Work order: Which lines of the entries contain the string "impl"? Please find them and copy them.

Available data:
//! The needle index: an in-memory map of needle id to log position, mirrored
//! by an append-only `.idx` file.
//!
//! Each entry is 16 bytes: needle id (8), offset in 8-byte units (4), size
//! (4), all little-endian. The file is a change log, not a snapshot: replay
//! applies entries in order and the last entry per id wins. A size equal to
//! the tombstone sentinel marks a deletion. The index is a cache over the
//! data log and can always be rebuilt by scanning it.

use std::collections::HashMap;

use crate::error::{CoreError, CoreResult};
use crate::types::VolumeId;
use silo_needle::{actual_size, NeedleId, Version, NEEDLE_PADDING_SIZE, TOMBSTONE_SIZE};
use silo_storage::StorageBackend;

/// Size of one index entry in bytes.
pub const INDEX_ENTRY_SIZE: usize = 16;

/// Position and size of a live needle inside the data log.
#[derive(Debug, Clone, Copy, PartialEq, Eq)]
pub struct NeedleValue {
    /// Offset of the record in units of the 8-byte alignment boundary.
    pub offset: u32,
    /// Value of the record's size field.
    pub size: u32,
}

impl NeedleValue {
    /// Byte offset of the record in the data file.
    #[must_use]
    pub const fn actual_offset(self) -> u64 {
        self.offset as u64 * NEEDLE_PADDING_SIZE as u64
    }

    /// Converts a byte offset into alignment units.
    ///
    /// The caller must only pass aligned offsets; every record the engine
    /// writes starts on an 8-byte boundary.
    #[must_use]
    pub const fn offset_from_bytes(byte_offset: u64) -> u32 {
        (byte_offset / NEEDLE_PADDING_SIZE as u64) as u32
    }
}

/// Encodes one index entry.
#[must_use]
pub fn encode_index_entry(id: NeedleId, offset: u32, size: u32) -> [u8; INDEX_ENTRY_SIZE] {
    let mut buf = [0u8; INDEX_ENTRY_SIZE];
    buf[0..8].copy_from_slice(&id.as_u64().to_le_bytes());
    buf[8..12].copy_from_slice(&offset.to_le_bytes());
    buf[12..16].copy_from_slice(&size.to_le_bytes());
    buf
}

/// Decodes one index entry.
#[must_use]
pub fn decode_index_entry(buf: &[u8; INDEX_ENTRY_SIZE]) -> (NeedleId, u32, u32) {
    let id = u64::from_le_bytes(buf[0..8].try_into().unwrap());
    let offset = u32::from_le_bytes(buf[8..12].try_into().unwrap());
    let size = u32::from_le_bytes(buf[12..16].try_into().unwrap());
    (NeedleId::new(id), offset, size)
}

/// Visits every entry of an index backend in file order.
pub fn walk_index(
    backend: &dyn StorageBackend,
    mut visit: impl FnMut(NeedleId, u32, u32) -> CoreResult<()>,
) -> CoreResult<()> {
    const CHUNK_ENTRIES: usize = 1024;
    let total = backend.size()?;
    let mut offset = 0u64;
    while offset < total {
        let want = ((total - offset) as usize).min(CHUNK_ENTRIES * INDEX_ENTRY_SIZE);
        let chunk = backend.read_at(offset, want)?;
        for entry in chunk.chunks_exact(INDEX_ENTRY_SIZE) {
            let (id, entry_offset, size) = decode_index_entry(entry.try_into().unwrap());
            visit(id, entry_offset, size)?;
        }
        offset += want as u64;
    }
    Ok(())
}

/// Usage counters maintained alongside the map.
///
/// Appends and deletions only ever grow these; the garbage ratio is derived
/// from the deleted share of all bytes ever written.
#[derive(Debug, Clone, Copy, Default, PartialEq, Eq)]
pub struct IndexCounters {
    /// Records ever appended.
    pub file_count: u64,
    /// Bytes ever appended, including record framing.
    pub file_byte_count: u64,
    /// Records deleted or superseded.
    pub deletion_count: u64,
    /// Bytes deleted or superseded, including record framing.
    pub deletion_byte_count: u64,
}

/// In-memory needle index of one volume, backed by an append-only `.idx` log.
pub struct NeedleMap {
    volume_id: VolumeId,
    version: Version,
    entries: HashMap<NeedleId, NeedleValue>,
    index: Box<dyn StorageBackend>,
    counters: IndexCounters,
}

impl std::fmt::Debug for NeedleMap {
    fn fmt(&self, f: &mut std::fmt::Formatter<'_>) -> std::fmt::Result {
        f.debug_struct("NeedleMap")
            .field("volume_id", &self.volume_id)
            .field("live", &self.entries.len())
            .field("counters", &self.counters)
            .finish_non_exhaustive()
    }
}

impl NeedleMap {
    /// Creates an empty map over a fresh index backend.
    #[must_use]
    pub fn new(volume_id: VolumeId, version: Version, index: Box<dyn StorageBackend>) -> Self {
        Self {
            volume_id,
            version,
            entries: HashMap::new(),
            index,
            counters: IndexCounters::default(),
        }
    }

    /// Loads a map by replaying an existing index backend.
    ///
    /// Replay is idempotent: the reconstructed map depends only on the entry
    /// sequence, with later entries overriding earlier ones per id.
    pub fn load(
        volume_id: VolumeId,
        version: Version,
        index: Box<dyn StorageBackend>,
    ) -> CoreResult<Self> {
        let size = index.size()?;
        if size % INDEX_ENTRY_SIZE as u64 != 0 {
            return Err(CoreError::corrupt(
                volume_id,
                size,
                format!("index size {size} is not a multiple of {INDEX_ENTRY_SIZE}"),
            ));
        }
        let mut entries: HashMap<NeedleId, NeedleValue> = HashMap::new();
        let mut counters = IndexCounters::default();
        walk_index(index.as_ref(), |id, offset, entry_size| {
            if entry_size == TOMBSTONE_SIZE {
                if let Some(old) = entries.remove(&id) {
                    counters.deletion_count += 1;
                    counters.deletion_byte_count += actual_size(old.size, version);
                }
            } else {
                if let Some(old) = entries.insert(
                    id,
                    NeedleValue {
                        offset,
                        size: entry_size,
                    },
                ) {
                    counters.deletion_count += 1;
                    counters.deletion_byte_count += actual_size(old.size, version);
                }
                counters.file_count += 1;
                counters.file_byte_count += actual_size(entry_size, version);
            }
            Ok(())
        })?;
        Ok(Self {
            volume_id,
            version,
            entries,
            index,
            counters,
        })
    }

    /// Looks up the live position of a needle.
    #[must_use]
    pub fn get(&self, id: NeedleId) -> Option<NeedleValue> {
        self.entries.get(&id).copied()
    }

    /// Records a newly appended needle and logs the entry.
    pub fn put(&mut self, id: NeedleId, value: NeedleValue) -> CoreResult<()> {
        if let Some(old) = self.entries.insert(id, value) {
            self.counters.deletion_count += 1;
            self.counters.deletion_byte_count += actual_size(old.size, self.version);
        }
        self.counters.file_count += 1;
        self.counters.file_byte_count += actual_size(value.size, self.version);
        self.index
            .append(&encode_index_entry(id, value.offset, value.size))?;
        Ok(())
    }

    /// Removes a needle, logging a tombstone entry.
    ///
    /// Returns the size field of the removed record.
    pub fn delete(&mut self, id: NeedleId) -> CoreResult<u32> {
        let old = self.entries.remove(&id).ok_or(CoreError::NotFound {
            volume_id: self.volume_id,
            needle_id: id,
        })?;
        self.counters.deletion_count += 1;
        self.counters.deletion_byte_count += actual_size(old.size, self.version);
        self.index
            .append(&encode_index_entry(id, old.offset, TOMBSTONE_SIZE))?;
        Ok(old.size)
    }

    /// Flushes and syncs the index backend.
    pub fn sync(&mut self) -> CoreResult<()> {
        self.index.flush()?;
        self.index.sync()?;
        Ok(())
    }

    /// Number of live needles.
    #[must_use]
    pub fn live_count(&self) -> usize {
        self.entries.len()
    }

    /// Usage counters.
    #[must_use]
    pub fn counters(&self) -> IndexCounters {
        self.counters
    }

    /// Byte size of the index log.
    pub fn index_size(&self) -> CoreResult<u64> {
        Ok(self.index.size()?)
    }

    /// Reads the raw entry bytes from `offset` to the end of the index log.
    pub(crate) fn read_index_from(&self, offset: u64) -> CoreResult<Vec<u8>> {
        let size = self.index.size()?;
        if offset >= size {
            return Ok(Vec::new());
        }
        Ok(self.index.read_at(offset, (size - offset) as usize)?)
    }

    /// Iterates over the live entries in unspecified order.
    pub fn iter(&self) -> impl Iterator<Item = (NeedleId, NeedleValue)> + '_ {
        self.entries.iter().map(|(id, value)| (*id, *value))
    }
}

#[cfg(test)]
mod tests {
    use super::*;
    use silo_storage::InMemoryBackend;

    fn value(byte_offset: u64, size: u32) -> NeedleValue {
        NeedleValue {
            offset: NeedleValue::offset_from_bytes(byte_offset),
            size,
        }
    }

    #[test]
    fn entry_roundtrip() {
        let entry = encode_index_entry(NeedleId::new(0xABCD), 17, 512);
        assert_eq!(
            decode_index_entry(&entry),
            (NeedleId::new(0xABCD), 17, 512)
        );
    }

    #[test]
    fn put_get_delete() {
        let mut nm = NeedleMap::new(
            VolumeId::new(1),
            Version::V3,
            Box::new(InMemoryBackend::new()),
        );
        nm.put(NeedleId::new(1), value(8, 100)).unwrap();
        nm.put(NeedleId::new(2), value(160, 50)).unwrap();
        assert_eq!(nm.get(NeedleId::new(1)), Some(value(8, 100)));
        assert_eq!(nm.live_count(), 2);

        assert_eq!(nm.delete(NeedleId::new(1)).unwrap(), 100);
        assert_eq!(nm.get(NeedleId::new(1)), None);
        assert_eq!(nm.live_count(), 1);
        assert!(matches!(
            nm.delete(NeedleId::new(1)),
            Err(CoreError::NotFound { .. })
        ));
    }

    #[test]
    fn overwrite_counts_old_version_as_garbage() {
        let mut nm = NeedleMap::new(
            VolumeId::new(1),
            Version::V3,
            Box::new(InMemoryBackend::new()),
        );
        nm.put(NeedleId::new(7), value(8, 100)).unwrap();
        nm.put(NeedleId::new(7), value(168, 200)).unwrap();
        let counters = nm.counters();
        assert_eq!(counters.file_count, 2);
        assert_eq!(counters.deletion_count, 1);
        assert_eq!(
            counters.deletion_byte_count,
            actual_size(100, Version::V3)
        );
        assert_eq!(nm.get(NeedleId::new(7)), Some(value(168, 200)));
    }

    #[test]
    fn replay_reconstructs_map_and_counters() {
        let mut index = InMemoryBackend::new();
        index
            .append(&encode_index_entry(NeedleId::new(1), 1, 10))
            .unwrap();
        index
            .append(&encode_index_entry(NeedleId::new(2), 6, 20))
            .unwrap();
        index
            .append(&encode_index_entry(NeedleId::new(1), 11, 30))
            .unwrap();
        index
            .append(&encode_index_entry(NeedleId::new(2), 6, TOMBSTONE_SIZE))
            .unwrap();

        let nm = NeedleMap::load(VolumeId::new(1), Version::V3, Box::new(index)).unwrap();
        assert_eq!(nm.live_count(), 1);
        assert_eq!(
            nm.get(NeedleId::new(1)),
            Some(NeedleValue {
                offset: 11,
                size: 30
            })
        );
        assert_eq!(nm.get(NeedleId::new(2)), None);
        let counters = nm.counters();
        assert_eq!(counters.file_count, 2);
        assert_eq!(counters.deletion_count, 2);
    }

    #[test]
    fn replay_is_idempotent() {
        let mut index = InMemoryBackend::new();
        for round in 0..2u64 {
            index
                .append(&encode_index_entry(NeedleId::new(round), 1, 10))
                .unwrap();
        }
        let first = {
            let copy = InMemoryBackend::with_data(index.data());
            let nm = NeedleMap::load(VolumeId::new(1), Version::V3, Box::new(copy)).unwrap();
            (nm.live_count(), nm.counters())
        };
        let second = {
            let nm = NeedleMap::load(VolumeId::new(1), Version::V3, Box::new(index)).unwrap();
            (nm.live_count(), nm.counters())
        };
        assert_eq!(first, second);
    }

    #[test]
    fn load_rejects_misaligned_index() {
        let mut index = InMemoryBackend::new();
        index.append(&[0u8; 9]).unwrap();
        assert!(matches!(
            NeedleMap::load(VolumeId::new(1), Version::V3, Box::new(index)),
            Err(CoreError::Corruption { .. })
        ));
    }

    #[test]
    fn tombstone_for_unknown_id_is_ignored_on_replay() {
        let mut index = InMemoryBackend::new();
        index
            .append(&encode_index_entry(NeedleId::new(9), 0, TOMBSTONE_SIZE))
            .unwrap();
        let nm = NeedleMap::load(VolumeId::new(1), Version::V3, Box::new(index)).unwrap();
        assert_eq!(nm.live_count(), 0);
        assert_eq!(nm.counters().deletion_count, 0);
    }
}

Solution to the exercise:
impl NeedleValue {
    mut visit: impl FnMut(NeedleId, u32, u32) -> CoreResult<()>,
impl std::fmt::Debug for NeedleMap {
impl NeedleMap {
    pub fn iter(&self) -> impl Iterator<Item = (NeedleId, NeedleValue)> + '_ {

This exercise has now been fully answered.